Evaluate the following limit:

\lim _ { x \rightarrow 1} x^{\frac{1}{1-x}}

Final Answer


\lim _ { x \rightarrow 1} x^{\frac{1}{1-x}}=e^{-1}

Solution

First, we try to plug in x = 1 and get

x^{\frac{1}{1-1}}

We got the phrase {"1"}^{"0"} (=tending to one in the power of tending to zero). This is an indeterminate form, therefore we have to get out of this situation.
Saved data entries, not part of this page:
//! Contour HTTPProxy serialization types
//!
//! Typed representation of `projectcontour.io/v1` HTTPProxy resources,
//! limited to the fields the compiler sets. Field names follow Contour's
//! schema so the output can be applied with server-side apply as-is.

use kube::CustomResource;
use schemars::JsonSchema;
use serde::{Deserialize, Serialize};

/// Spec for an HTTPProxy: one virtual host and its routes
#[derive(CustomResource, Clone, Debug, Default, Deserialize, Serialize, JsonSchema, PartialEq)]
#[kube(
    group = "projectcontour.io",
    version = "v1",
    kind = "HTTPProxy",
    root = "HttpProxy",
    plural = "httpproxies",
    shortname = "proxy",
    namespaced,
    derive = "PartialEq"
)]
#[serde(rename_all = "camelCase")]
pub struct HttpProxySpec {
    /// Virtual host binding (set per expanded host)
    #[serde(default, skip_serializing_if = "Option::is_none")]
    pub virtualhost: Option<VirtualHost>,

    /// Ordered routes
    #[serde(default, skip_serializing_if = "Vec::is_empty")]
    pub routes: Vec<Route>,
}

/// Binding of a fully-qualified domain name to the proxy
#[derive(Clone, Debug, Default, Deserialize, Serialize, JsonSchema, PartialEq)]
#[serde(rename_all = "camelCase")]
pub struct VirtualHost {
    /// Fully-qualified domain name
    pub fqdn: String,

    /// TLS termination; absent means plaintext only
    #[serde(default, skip_serializing_if = "Option::is_none")]
    pub tls: Option<TlsConfig>,

    /// External authorization server
    #[serde(default, skip_serializing_if = "Option::is_none")]
    pub authorization: Option<AuthorizationServer>,
}

/// TLS termination settings of a virtual host
#[derive(Clone, Debug, Default, Deserialize, Serialize, JsonSchema, PartialEq)]
#[serde(rename_all = "camelCase")]
pub struct TlsConfig {
    /// Certificate secret as `namespace/name`
    pub secret_name: String,
}

/// External authorization configuration
#[derive(Clone, Debug, Default, Deserialize, Serialize, JsonSchema, PartialEq)]
#[serde(rename_all = "camelCase")]
pub struct AuthorizationServer {
    /// Extension service performing the authorization
    pub extension_ref: ExtensionServiceReference,
}

/// Reference to a Contour ExtensionService
#[derive(Clone, Debug, Default, Deserialize, Serialize, JsonSchema, PartialEq)]
#[serde(rename_all = "camelCase")]
pub struct ExtensionServiceReference {
    /// Namespace of the extension service (defaults to the proxy's namespace)
    #[serde(default, skip_serializing_if = "Option::is_none")]
    pub namespace: Option<String>,

    /// Name of the extension service
    pub name: String,
}

/// A route: match conditions plus weighted upstream services
#[derive(Clone, Debug, Default, Deserialize, Serialize, JsonSchema, PartialEq)]
#[serde(rename_all = "camelCase")]
pub struct Route {
    #[serde(default, skip_serializing_if = "Vec::is_empty")]
    pub conditions: Vec<MatchCondition>,

    #[serde(default)]
    pub services: Vec<Service>,

    #[serde(default)]
    pub enable_websockets: bool,

    #[serde(default)]
    pub permit_insecure: bool,

    #[serde(default, skip_serializing_if = "Option::is_none")]
    pub timeout_policy: Option<TimeoutPolicy>,

    #[serde(default, skip_serializing_if = "Option::is_none")]
    pub retry_policy: Option<RetryPolicy>,

    /// Headers set before the request is split across services
    #[serde(default, skip_serializing_if = "Option::is_none")]
    pub request_headers_policy: Option<HeadersPolicy>,
}

/// A single match predicate; exactly one of the fields is set
#[derive(Clone, Debug, Default, Deserialize, Serialize, JsonSchema, PartialEq)]
#[serde(rename_all = "camelCase")]
pub struct MatchCondition {
    #[serde(default, skip_serializing_if = "Option::is_none")]
    pub prefix: Option<String>,

    #[serde(default, skip_serializing_if = "Option::is_none")]
    pub header: Option<HeaderMatchCondition>,
}

impl MatchCondition {
    /// Path prefix condition
    pub fn prefix(prefix: impl Into<String>) -> Self {
        Self {
            prefix: Some(prefix.into()),
            header: None,
        }
    }

    /// Exact header value condition
    pub fn header(name: impl Into<String>, exact: impl Into<String>) -> Self {
        Self {
            prefix: None,
            header: Some(HeaderMatchCondition {
                name: name.into(),
                exact: exact.into(),
            }),
        }
    }

    /// Whether this is a non-empty prefix condition
    pub fn has_prefix(&self) -> bool {
        self.prefix.as_deref().is_some_and(|p| !p.is_empty())
    }

    /// Header name, if this is a header condition
    pub fn header_name(&self) -> Option<&str> {
        self.header.as_ref().map(|h| h.name.as_str())
    }
}

/// Exact match on a request header
#[derive(Clone, Debug, Default, Deserialize, Serialize, JsonSchema, PartialEq)]
#[serde(rename_all = "camelCase")]
pub struct HeaderMatchCondition {
    pub name: String,
    pub exact: String,
}

/// Upstream service of a route
#[derive(Clone, Debug, Default, Deserialize, Serialize, JsonSchema, PartialEq)]
#[serde(rename_all = "camelCase")]
pub struct Service {
    pub name: String,

    pub port: i32,

    /// Wire protocol towards the backend; absent means HTTP/1.1
    #[serde(default, skip_serializing_if = "Option::is_none")]
    pub protocol: Option<BackendProtocol>,

    pub weight: i64,

    /// Certificate validation of an encrypted upstream
    #[serde(default, skip_serializing_if = "Option::is_none")]
    pub validation: Option<UpstreamValidation>,

    /// Headers set only on requests sent to this service
    #[serde(default, skip_serializing_if = "Option::is_none")]
    pub request_headers_policy: Option<HeadersPolicy>,
}

/// Backend wire protocol override
#[derive(Clone, Copy, Debug, Deserialize, Serialize, JsonSchema, PartialEq, Eq)]
#[serde(rename_all = "lowercase")]
pub enum BackendProtocol {
    /// HTTP/2 over TLS
    H2,
    /// Cleartext HTTP/2
    H2c,
    /// HTTP/1.1 over TLS
    Tls,
}

/// Expected identity of an encrypted upstream
#[derive(Clone, Debug, Default, Deserialize, Serialize, JsonSchema, PartialEq)]
#[serde(rename_all = "camelCase")]
pub struct UpstreamValidation {
    /// CA bundle secret as `namespace/name`
    pub ca_secret: String,
    /// Subject name the upstream certificate must carry
    pub subject_name: String,
}

/// Response and idle timeouts, as Contour duration strings
#[derive(Clone, Debug, Default, Deserialize, Serialize, JsonSchema, PartialEq)]
#[serde(rename_all = "camelCase")]
pub struct TimeoutPolicy {
    #[serde(default, skip_serializing_if = "String::is_empty")]
    pub response: String,

    #[serde(default, skip_serializing_if = "String::is_empty")]
    pub idle: String,
}

/// Retry behaviour of a route
#[derive(Clone, Debug, Default, Deserialize, Serialize, JsonSchema, PartialEq)]
#[serde(rename_all = "camelCase")]
pub struct RetryPolicy {
    /// Maximum number of retries
    pub count: i64,

    #[serde(default, skip_serializing_if = "Vec::is_empty")]
    pub retry_on: Vec<RetryOn>,
}

/// Condition that triggers a retry
#[derive(Clone, Copy, Debug, Deserialize, Serialize, JsonSchema, PartialEq, Eq)]
#[serde(rename_all = "kebab-case")]
pub enum RetryOn {
    Cancelled,
    ConnectFailure,
    RefusedStream,
    ResourceExhausted,
    RetriableStatusCodes,
    Reset,
}

/// Header mutations
#[derive(Clone, Debug, Default, Deserialize, Serialize, JsonSchema, PartialEq)]
#[serde(rename_all = "camelCase")]
pub struct HeadersPolicy {
    /// Headers to set, sorted by name
    #[serde(default, skip_serializing_if = "Vec::is_empty")]
    pub set: Vec<HeaderValue>,
}

/// A header name/value pair
#[derive(Clone, Debug, Default, Deserialize, Serialize, JsonSchema, PartialEq)]
pub struct HeaderValue {
    pub name: String,
    pub value: String,
}

#[cfg(test)]
mod tests {
    use super::*;

    #[test]
    fn serializes_with_contour_field_names() {
        let route = Route {
            conditions: vec![MatchCondition::prefix("/api")],
            services: vec![Service {
                name: "hello".to_string(),
                port: 80,
                protocol: Some(BackendProtocol::H2c),
                weight: 100,
                validation: Some(UpstreamValidation {
                    ca_secret: "knative-serving/routing-serving-certs".to_string(),
                    subject_name: "data-plane.knative.dev".to_string(),
                }),
                request_headers_policy: None,
            }],
            enable_websockets: true,
            permit_insecure: false,
            timeout_policy: None,
            retry_policy: Some(RetryPolicy {
                count: 2,
                retry_on: vec![RetryOn::ConnectFailure, RetryOn::RetriableStatusCodes],
            }),
            request_headers_policy: None,
        };

        let json = serde_json::to_value(&route).unwrap();
        assert_eq!(json["conditions"][0]["prefix"], "/api");
        assert_eq!(json["enableWebsockets"], true);
        assert_eq!(json["permitInsecure"], false);
        assert_eq!(json["retryPolicy"]["count"], 2);
        assert_eq!(json["retryPolicy"]["retryOn"][0], "connect-failure");
        assert_eq!(json["retryPolicy"]["retryOn"][1], "retriable-status-codes");
        assert_eq!(json["services"][0]["protocol"], "h2c");
        assert_eq!(json["services"][0]["validation"]["caSecret"], "knative-serving/routing-serving-certs");
        assert!(json["services"][0].get("requestHeadersPolicy").is_none());
        assert!(json.get("timeoutPolicy").is_none());
    }

    #[test]
    fn http_proxy_carries_api_version_and_kind() {
        let proxy = HttpProxy::new(
            "hello",
            HttpProxySpec {
                virtualhost: Some(VirtualHost {
                    fqdn: "hello.example.com".to_string(),
                    ..Default::default()
                }),
                routes: vec![],
            },
        );
        let json = serde_json::to_value(&proxy).unwrap();
        assert_eq!(json["apiVersion"], "projectcontour.io/v1");
        assert_eq!(json["kind"], "HTTPProxy");
        assert_eq!(json["spec"]["virtualhost"]["fqdn"], "hello.example.com");
    }

    #[test]
    fn match_condition_helpers() {
        assert!(MatchCondition::prefix("/a").has_prefix());
        assert!(!MatchCondition::prefix("").has_prefix());
        let header = MatchCondition::header("x-user", "alice");
        assert!(!header.has_prefix());
        assert_eq!(header.header_name(), Some("x-user"));
    }
}
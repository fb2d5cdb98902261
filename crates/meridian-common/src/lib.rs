//! Common types for Meridian: the Ingress CRD, errors, and naming utilities

#![deny(missing_docs)]

pub mod crd;
pub mod error;
pub mod kube_utils;
pub mod network;
pub mod yaml;

pub use error::Error;

/// Result type alias using our custom Error type
pub type Result<T> = std::result::Result<T, Error>;

/// Namespace the networking control plane runs in by default
pub const DEFAULT_SYSTEM_NAMESPACE: &str = "knative-serving";

/// Header carrying the caller's original Host when a domain mapping rewrites it
pub const ORIGINAL_HOST_HEADER: &str = "K-Original-Host";

/// Header carrying the ingress hash used by readiness probes
pub const NETWORK_HASH_HEADER: &str = "K-Network-Hash";

/// Header value that asks the proxy to answer a probe with its current hash
pub const NETWORK_HASH_OVERRIDE: &str = "override";
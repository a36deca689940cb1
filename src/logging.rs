// src/logging.rs
use anyhow::{Context, Result};
use std::fs::OpenOptions;
use tracing_subscriber::layer::SubscriberExt;
use tracing_subscriber::util::SubscriberInitExt;
use tracing_subscriber::{fmt, EnvFilter};

use crate::core::config_manager::LoggingConfig;

/// Install the global subscriber: JSON lines into the configured log file.
/// Stdout stays reserved for search results.
pub fn init(config: &LoggingConfig) -> Result<()> {
    if let Some(parent) = config.log_file.parent() {
        std::fs::create_dir_all(parent)
            .with_context(|| format!("Failed to create log directory: {}", parent.display()))?;
    }

    let file = OpenOptions::new()
        .create(true)
        .write(true)
        .truncate(true) // Clear file on startup
        .open(&config.log_file)
        .with_context(|| format!("Failed to open log file: {}", config.log_file.display()))?;

    tracing_subscriber::registry()
        .with(
            fmt::layer()
                .json()
                .with_writer(file)
                .with_current_span(false)
                .with_span_list(false),
        )
        .with(env_filter(&config.level)?)
        .try_init()
        .context("Failed to install tracing subscriber")?;

    Ok(())
}

/// `RUST_LOG` when set, else the configured directives
fn env_filter(default_directives: &str) -> Result<EnvFilter> {
    match std::env::var(EnvFilter::DEFAULT_ENV) {
        Ok(directives) if !directives.trim().is_empty() => EnvFilter::try_new(directives)
            .context("Invalid RUST_LOG directives"),
        _ => EnvFilter::try_new(default_directives)
            .with_context(|| format!("Invalid log level: {}", default_directives)),
    }
}
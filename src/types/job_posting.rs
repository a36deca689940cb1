// src/types/job_posting.rs
use chrono::{DateTime, Utc};
use serde::{de, Deserialize, Deserializer, Serialize};
use serde_json::Value;
use tracing::warn;

use crate::utils::{parse_timestamp, timestamp_from_millis};

/// One job advertisement as served by the job API.
///
/// Decoding is lenient: missing or oddly typed fields fall back to empty
/// values instead of failing the record. Only `id` is mandatory.
#[derive(Debug, Clone, Default, PartialEq, Eq, Serialize, Deserialize)]
#[serde(rename_all = "camelCase")]
pub struct JobPosting {
    #[serde(deserialize_with = "deserialize_id")]
    pub id: String,
    #[serde(default, deserialize_with = "deserialize_lenient_string")]
    pub title: String,
    #[serde(default, deserialize_with = "deserialize_lenient_string")]
    pub company_name: String,
    #[serde(default, deserialize_with = "deserialize_lenient_string")]
    pub location: String,
    #[serde(default, deserialize_with = "deserialize_lenient_string")]
    pub job_type: String,
    #[serde(default, deserialize_with = "deserialize_lenient_string")]
    pub experience_level: String,
    #[serde(default, deserialize_with = "deserialize_lenient_string")]
    pub industry: String,
    #[serde(default, deserialize_with = "deserialize_skills")]
    pub skills: Vec<String>,
    #[serde(default, deserialize_with = "deserialize_lenient_bool")]
    pub remote_option: bool,
    /// `None` when the source had no usable timestamp
    #[serde(default, deserialize_with = "deserialize_created_at")]
    pub created_at: Option<DateTime<Utc>>,
    /// Set by the merge step, never by the job API
    #[serde(default, deserialize_with = "deserialize_lenient_bool")]
    pub is_recommended: bool,
}

impl JobPosting {
    pub fn new(id: impl Into<String>, title: impl Into<String>) -> Self {
        Self {
            id: id.into(),
            title: title.into(),
            ..Self::default()
        }
    }

    /// Copy of this posting carrying the given recommendation flag
    pub fn tagged(&self, recommended: bool) -> Self {
        Self {
            is_recommended: recommended,
            ..self.clone()
        }
    }
}

/// Decode a job list payload, skipping records that cannot be decoded.
///
/// Accepts either a bare array or an object wrapping the array under `jobs`.
pub fn decode_postings(payload: Value) -> Vec<JobPosting> {
    let items = match payload {
        Value::Array(items) => items,
        Value::Object(mut map) => match map.remove("jobs") {
            Some(Value::Array(items)) => items,
            _ => {
                warn!("Job payload object has no `jobs` array, treating as empty");
                Vec::new()
            }
        },
        Value::Null => Vec::new(),
        other => {
            warn!("Unexpected job payload shape: {}", type_name(&other));
            Vec::new()
        }
    };

    items
        .into_iter()
        .enumerate()
        .filter_map(|(index, item)| match serde_json::from_value::<JobPosting>(item) {
            Ok(posting) => Some(posting),
            Err(e) => {
                warn!("Skipping job record #{}: {}", index, e);
                None
            }
        })
        .collect()
}

fn type_name(value: &Value) -> &'static str {
    match value {
        Value::Null => "null",
        Value::Bool(_) => "bool",
        Value::Number(_) => "number",
        Value::String(_) => "string",
        Value::Array(_) => "array",
        Value::Object(_) => "object",
    }
}

fn deserialize_id<'de, D>(deserializer: D) -> Result<String, D::Error>
where
    D: Deserializer<'de>,
{
    match Value::deserialize(deserializer)? {
        Value::String(s) if !s.trim().is_empty() => Ok(s),
        Value::Number(n) => Ok(n.to_string()),
        other => Err(de::Error::custom(format!(
            "job id must be a non-empty string or number, got {}",
            type_name(&other)
        ))),
    }
}

fn deserialize_lenient_string<'de, D>(deserializer: D) -> Result<String, D::Error>
where
    D: Deserializer<'de>,
{
    Ok(match Value::deserialize(deserializer)? {
        Value::String(s) => s,
        Value::Number(n) => n.to_string(),
        Value::Bool(b) => b.to_string(),
        _ => String::new(),
    })
}

fn deserialize_skills<'de, D>(deserializer: D) -> Result<Vec<String>, D::Error>
where
    D: Deserializer<'de>,
{
    Ok(match Value::deserialize(deserializer)? {
        Value::Array(items) => items
            .into_iter()
            .filter_map(|item| match item {
                Value::String(s) => Some(s),
                Value::Number(n) => Some(n.to_string()),
                _ => None,
            })
            .collect(),
        _ => Vec::new(),
    })
}

fn deserialize_lenient_bool<'de, D>(deserializer: D) -> Result<bool, D::Error>
where
    D: Deserializer<'de>,
{
    Ok(match Value::deserialize(deserializer)? {
        Value::Bool(b) => b,
        Value::String(s) => s.trim().eq_ignore_ascii_case("true"),
        Value::Number(n) => n.as_i64().is_some_and(|v| v != 0),
        _ => false,
    })
}

fn deserialize_created_at<'de, D>(deserializer: D) -> Result<Option<DateTime<Utc>>, D::Error>
where
    D: Deserializer<'de>,
{
    Ok(match Value::deserialize(deserializer)? {
        Value::String(s) => parse_timestamp(&s),
        Value::Number(n) => n.as_i64().and_then(timestamp_from_millis),
        _ => None,
    })
}
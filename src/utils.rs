// src/utils.rs
use chrono::{DateTime, NaiveDate, NaiveDateTime, TimeZone, Utc};

/// Normalize a free-text filter value: trimmed and lowercased, `None` when blank
pub fn normalize_term(term: Option<&str>) -> Option<String> {
    term.map(str::trim)
        .filter(|t| !t.is_empty())
        .map(str::to_lowercase)
}

/// Case-insensitive substring test. `needle` must already be lowercase.
pub fn contains_ignore_case(haystack: &str, needle: &str) -> bool {
    haystack.to_lowercase().contains(needle)
}

/// Parse the timestamp shapes the job API has been seen to emit.
/// Returns `None` for anything unrecognized.
pub fn parse_timestamp(raw: &str) -> Option<DateTime<Utc>> {
    let raw = raw.trim();
    if raw.is_empty() {
        return None;
    }

    if let Ok(dt) = DateTime::parse_from_rfc3339(raw) {
        return Some(dt.with_timezone(&Utc));
    }

    for format in ["%Y-%m-%dT%H:%M:%S%.f", "%Y-%m-%d %H:%M:%S%.f"] {
        if let Ok(naive) = NaiveDateTime::parse_from_str(raw, format) {
            return Some(naive.and_utc());
        }
    }

    NaiveDate::parse_from_str(raw, "%Y-%m-%d")
        .ok()
        .and_then(|date| date.and_hms_opt(0, 0, 0))
        .map(|naive| naive.and_utc())
}

/// Epoch milliseconds to UTC, `None` when out of chrono's range
pub fn timestamp_from_millis(millis: i64) -> Option<DateTime<Utc>> {
    Utc.timestamp_millis_opt(millis).single()
}

/// Get file extension in lowercase
pub fn get_file_extension(filename: &str) -> Option<String> {
    std::path::Path::new(filename)
        .extension()
        .and_then(|ext| ext.to_str())
        .map(|ext| ext.to_lowercase())
}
\lim _ { x \rightarrow 1} x^{\frac{1}{1-x}}=

Using Logarithm Rules we get

=\lim _ { x \rightarrow 1} e^{\ln x^{\frac{1}{1-x}}}=

=\lim _ { x \rightarrow 1} e^{\frac{1}{1-x}\cdot \ln x}=

We simplify the expression and get

=\lim _ { x \rightarrow 1} e^{\frac{\ln x}{1-x}}=

We enter the limit inside and get

=e^{\lim _ { x \rightarrow 1} \frac{\ln x}{1-x}}=

Note: This can be done because an exponential function is a continuous function.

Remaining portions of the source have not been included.